Segment Start: Data

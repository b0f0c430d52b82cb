// Copyright 2019 Google LLC
//
// Licensed under the Apache License, Version 2.0 (the "License");
// you may not use this file except in compliance with the License.
// You may obtain a copy of the License at
//
//     https://www.apache.org/licenses/LICENSE-2.0
//
// Unless required by applicable law or agreed to in writing, software
// distributed under the License is distributed on an "AS IS" BASIS,
// WITHOUT WARRANTIES OR CONDITIONS OF ANY KIND, either express or implied.
// See the License for the specific language governing permissions and
// limitations under the License.
//

//! Wire codec for the option section of a message.

use super::{OptionNumber, OptionValue, Options};
use crate::error::Error;

/// Decodes a large option delta or option length from its nibble and the
/// bytes that follow it.
///
/// Nibble values 0-12 carry the literal value; 13 means one extended byte
/// follows (add 13); 14 means two big-endian extended bytes follow (add 269).
/// Returns the decoded value and the remaining bytes. Nibble 15 is reserved
/// and fails with [`Error::BadOption`], as does an extended field that
/// overruns the buffer.
pub fn read_extended_field_value(value: u8, data: &[u8]) -> Result<(u32, &[u8]), Error> {
    match value {
        0..=12 => Ok((u32::from(value), data)),
        13 => match data.split_first() {
            Some((&ext, rest)) => Ok((u32::from(ext) + 13, rest)),
            None => Err(Error::BadOption),
        },
        14 => {
            if data.len() < 2 {
                return Err(Error::BadOption);
            }
            let ext = u32::from(u16::from_be_bytes([data[0], data[1]]));
            Ok((ext + 269, &data[2..]))
        }
        _ => Err(Error::BadOption),
    }
}

/// Encodes a large option delta or option length as a nibble plus zero, one,
/// or two extended bytes.
///
/// Fails with [`Error::InvalidArgument`] for values that do not fit the
/// two-byte extended form (65805 and up).
pub fn write_extended_field_value(value: u32) -> Result<(u8, Vec<u8>), Error> {
    if value < 13 {
        Ok((value as u8, Vec::new()))
    } else if value < 269 {
        Ok((13, vec![(value - 13) as u8]))
    } else if value < 65805 {
        Ok((14, ((value - 269) as u16).to_be_bytes().to_vec()))
    } else {
        Err(Error::InvalidArgument)
    }
}

/// Decodes the option section of a message.
///
/// Decoding ends at end-of-buffer or at the `0xFF` payload marker; the bytes
/// after the marker are returned as the payload.
pub fn decode_options(mut data: &[u8]) -> Result<(Options, &[u8]), Error> {
    let mut options = Options::new();
    let mut number: u32 = 0;

    while let Some((&header, after_header)) = data.split_first() {
        if header == 0xFF {
            return Ok((options, after_header));
        }

        let (delta, rest) = read_extended_field_value(header >> 4, after_header)?;
        let (length, rest) = read_extended_field_value(header & 0x0F, rest)?;

        number += delta;
        if number > u32::from(u16::MAX) {
            return Err(Error::BadOption);
        }

        let length = length as usize;
        if rest.len() < length {
            return Err(Error::BadOption);
        }

        let option_number = OptionNumber(number as u16);
        let value = OptionValue::decode(option_number.value_type(), &rest[..length])?;
        options.push(option_number, value);

        data = &rest[length..];
    }

    Ok((options, &[]))
}

/// Encodes all options in ascending number order, delta-encoded against the
/// previous option's number, appending to `out`.
pub fn encode_options(options: &Options, out: &mut Vec<u8>) -> Result<(), Error> {
    let mut current: u32 = 0;

    for (number, value) in options.iter() {
        let raw = value.encode();
        let (delta_nibble, extended_delta) =
            write_extended_field_value(u32::from(number.0) - current)?;
        let (length_nibble, extended_length) = write_extended_field_value(raw.len() as u32)?;

        out.push((delta_nibble << 4) | length_nibble);
        out.extend_from_slice(&extended_delta);
        out.extend_from_slice(&extended_length);
        out.extend_from_slice(&raw);

        current = u32::from(number.0);
    }

    Ok(())
}
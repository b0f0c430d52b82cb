// Copyright 2019 Google LLC
//
// Licensed under the Apache License, Version 2.0 (the "License");
// you may not use this file except in compliance with the License.
// You may obtain a copy of the License at
//
//     https://www.apache.org/licenses/LICENSE-2.0
//
// Unless required by applicable law or agreed to in writing, software
// distributed under the License is distributed on an "AS IS" BASIS,
// WITHOUT WARRANTIES OR CONDITIONS OF ANY KIND, either express or implied.
// See the License for the specific language governing permissions and
// limitations under the License.
//

//! Transaction-layer state: outstanding requests awaiting a response,
//! keyed by `(token, remote)`.

use crate::message::{Message, MsgToken};
use crate::timer::TimerHandle;
use std::collections::HashMap;
use std::net::SocketAddr;

/// Outcome delivered to a request's completion callback.
#[derive(Debug, Copy, Clone, Eq, PartialEq, Hash)]
pub enum TransactionResult {
    /// A matching response arrived.
    Success,

    /// The peer answered with a reset message.
    Reset,

    /// No response arrived within the request's timeout, or the message
    /// layer exhausted its retransmission budget.
    Timeout,

    /// The request was cancelled locally.
    Cancelled,
}

/// Completion callback for a request: receives the outcome, the request as
/// sent, and the response for `Success` outcomes.
///
/// Each callback is invoked at most once; `FnOnce` makes that structural.
pub type ResponseCallback = Box<dyn FnOnce(TransactionResult, &Message, Option<&Message>) + Send>;

/// One outstanding request with a completion callback.
pub(crate) struct PendingRequest {
    pub request: Message,
    pub callback: ResponseCallback,
    pub timeout_timer: Option<TimerHandle>,
}

impl PendingRequest {
    /// Disarms the timeout timer and invokes the callback, consuming the
    /// record.
    pub fn complete(self, result: TransactionResult, response: Option<&Message>) {
        if let Some(timer) = self.timeout_timer {
            timer.cancel();
        }
        (self.callback)(result, &self.request, response);
    }
}

/// Table of outstanding requests.
pub(crate) struct TransactionLayer {
    pub(crate) outgoing_requests: HashMap<(MsgToken, SocketAddr), PendingRequest>,
}

impl TransactionLayer {
    pub fn new() -> TransactionLayer {
        TransactionLayer {
            outgoing_requests: HashMap::new(),
        }
    }

    /// Registers an outstanding request. A second request with the same
    /// token and remote replaces the first.
    pub fn register(&mut self, token: MsgToken, remote: SocketAddr, pending: PendingRequest) {
        self.outgoing_requests.insert((token, remote), pending);
    }

    /// Removes and returns the record matching `(token, remote)`, if any.
    pub fn take(&mut self, token: &MsgToken, remote: SocketAddr) -> Option<PendingRequest> {
        self.outgoing_requests.remove(&(*token, remote))
    }

    /// True if a request with this token and remote is outstanding.
    pub fn contains(&self, token: &MsgToken, remote: SocketAddr) -> bool {
        self.outgoing_requests.contains_key(&(*token, remote))
    }
}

Segment End: Data

● What you will do
What is needed is an exact copy of all the data above.

● Solution for this exercise
repository b0f0c430d52b82cb
// Copyright 2019 Google LLC
//
// Licensed under the Apache License, Version 2.0 (the "License");
// you may not use this file except in compliance with the License.
// You may obtain a copy of the License at
//
//     https://www.apache.org/licenses/LICENSE-2.0
//
// Unless required by applicable law or agreed to in writing, software
// distributed under the License is distributed on an "AS IS" BASIS,
// WITHOUT WARRANTIES OR CONDITIONS OF ANY KIND, either express or implied.
// See the License for the specific language governing permissions and
// limitations under the License.
//

//! Wire codec for the option section of a message.

use super::{OptionNumber, OptionValue, Options};
use crate::error::Error;

/// Decodes a large option delta or option length from its nibble and the
/// bytes that follow it.
///
/// Nibble values 0-12 carry the literal value; 13 means one extended byte
/// follows (add 13); 14 means two big-endian extended bytes follow (add 269).
/// Returns the decoded value and the remaining bytes. Nibble 15 is reserved
/// and fails with [`Error::BadOption`], as does an extended field that
/// overruns the buffer.
pub fn read_extended_field_value(value: u8, data: &[u8]) -> Result<(u32, &[u8]), Error> {
    match value {
        0..=12 => Ok((u32::from(value), data)),
        13 => match data.split_first() {
            Some((&ext, rest)) => Ok((u32::from(ext) + 13, rest)),
            None => Err(Error::BadOption),
        },
        14 => {
            if data.len() < 2 {
                return Err(Error::BadOption);
            }
            let ext = u32::from(u16::from_be_bytes([data[0], data[1]]));
            Ok((ext + 269, &data[2..]))
        }
        _ => Err(Error::BadOption),
    }
}

/// Encodes a large option delta or option length as a nibble plus zero, one,
/// or two extended bytes.
///
/// Fails with [`Error::InvalidArgument`] for values that do not fit the
/// two-byte extended form (65805 and up).
pub fn write_extended_field_value(value: u32) -> Result<(u8, Vec<u8>), Error> {
    if value < 13 {
        Ok((value as u8, Vec::new()))
    } else if value < 269 {
        Ok((13, vec![(value - 13) as u8]))
    } else if value < 65805 {
        Ok((14, ((value - 269) as u16).to_be_bytes().to_vec()))
    } else {
        Err(Error::InvalidArgument)
    }
}

/// Decodes the option section of a message.
///
/// Decoding ends at end-of-buffer or at the `0xFF` payload marker; the bytes
/// after the marker are returned as the payload.
pub fn decode_options(mut data: &[u8]) -> Result<(Options, &[u8]), Error> {
    let mut options = Options::new();
    let mut number: u32 = 0;

    while let Some((&header, after_header)) = data.split_first() {
        if header == 0xFF {
            return Ok((options, after_header));
        }

        let (delta, rest) = read_extended_field_value(header >> 4, after_header)?;
        let (length, rest) = read_extended_field_value(header & 0x0F, rest)?;

        number += delta;
        if number > u32::from(u16::MAX) {
            return Err(Error::BadOption);
        }

        let length = length as usize;
        if rest.len() < length {
            return Err(Error::BadOption);
        }

        let option_number = OptionNumber(number as u16);
        let value = OptionValue::decode(option_number.value_type(), &rest[..length])?;
        options.push(option_number, value);

        data = &rest[length..];
    }

    Ok((options, &[]))
}

/// Encodes all options in ascending number order, delta-encoded against the
/// previous option's number, appending to `out`.
pub fn encode_options(options: &Options, out: &mut Vec<u8>) -> Result<(), Error> {
    let mut current: u32 = 0;

    for (number, value) in options.iter() {
        let raw = value.encode();
        let (delta_nibble, extended_delta) =
            write_extended_field_value(u32::from(number.0) - current)?;
        let (length_nibble, extended_length) = write_extended_field_value(raw.len() as u32)?;

        out.push((delta_nibble << 4) | length_nibble);
        out.extend_from_slice(&extended_delta);
        out.extend_from_slice(&extended_length);
        out.extend_from_slice(&raw);

        current = u32::from(number.0);
    }

    Ok(())
}
repository b0f0c430d52b82cb
// Copyright 2019 Google LLC
//
// Licensed under the Apache License, Version 2.0 (the "License");
// you may not use this file except in compliance with the License.
// You may obtain a copy of the License at
//
//     https://www.apache.org/licenses/LICENSE-2.0
//
// Unless required by applicable law or agreed to in writing, software
// distributed under the License is distributed on an "AS IS" BASIS,
// WITHOUT WARRANTIES OR CONDITIONS OF ANY KIND, either express or implied.
// See the License for the specific language governing permissions and
// limitations under the License.
//

//! Transaction-layer state: outstanding requests awaiting a response,
//! keyed by `(token, remote)`.

use crate::message::{Message, MsgToken};
use crate::timer::TimerHandle;
use std::collections::HashMap;
use std::net::SocketAddr;

/// Outcome delivered to a request's completion callback.
#[derive(Debug, Copy, Clone, Eq, PartialEq, Hash)]
pub enum TransactionResult {
    /// A matching response arrived.
    Success,

    /// The peer answered with a reset message.
    Reset,

    /// No response arrived within the request's timeout, or the message
    /// layer exhausted its retransmission budget.
    Timeout,

    /// The request was cancelled locally.
    Cancelled,
}

/// Completion callback for a request: receives the outcome, the request as
/// sent, and the response for `Success` outcomes.
///
/// Each callback is invoked at most once; `FnOnce` makes that structural.
pub type ResponseCallback = Box<dyn FnOnce(TransactionResult, &Message, Option<&Message>) + Send>;

/// One outstanding request with a completion callback.
pub(crate) struct PendingRequest {
    pub request: Message,
    pub callback: ResponseCallback,
    pub timeout_timer: Option<TimerHandle>,
}

impl PendingRequest {
    /// Disarms the timeout timer and invokes the callback, consuming the
    /// record.
    pub fn complete(self, result: TransactionResult, response: Option<&Message>) {
        if let Some(timer) = self.timeout_timer {
            timer.cancel();
        }
        (self.callback)(result, &self.request, response);
    }
}

/// Table of outstanding requests.
pub(crate) struct TransactionLayer {
    pub(crate) outgoing_requests: HashMap<(MsgToken, SocketAddr), PendingRequest>,
}

impl TransactionLayer {
    pub fn new() -> TransactionLayer {
        TransactionLayer {
            outgoing_requests: HashMap::new(),
        }
    }

    /// Registers an outstanding request. A second request with the same
    /// token and remote replaces the first.
    pub fn register(&mut self, token: MsgToken, remote: SocketAddr, pending: PendingRequest) {
        self.outgoing_requests.insert((token, remote), pending);
    }

    /// Removes and returns the record matching `(token, remote)`, if any.
    pub fn take(&mut self, token: &MsgToken, remote: SocketAddr) -> Option<PendingRequest> {
        self.outgoing_requests.remove(&(*token, remote))
    }

    /// True if a request with this token and remote is outstanding.
    pub fn contains(&self, token: &MsgToken, remote: SocketAddr) -> bool {
        self.outgoing_requests.contains_key(&(*token, remote))
    }
}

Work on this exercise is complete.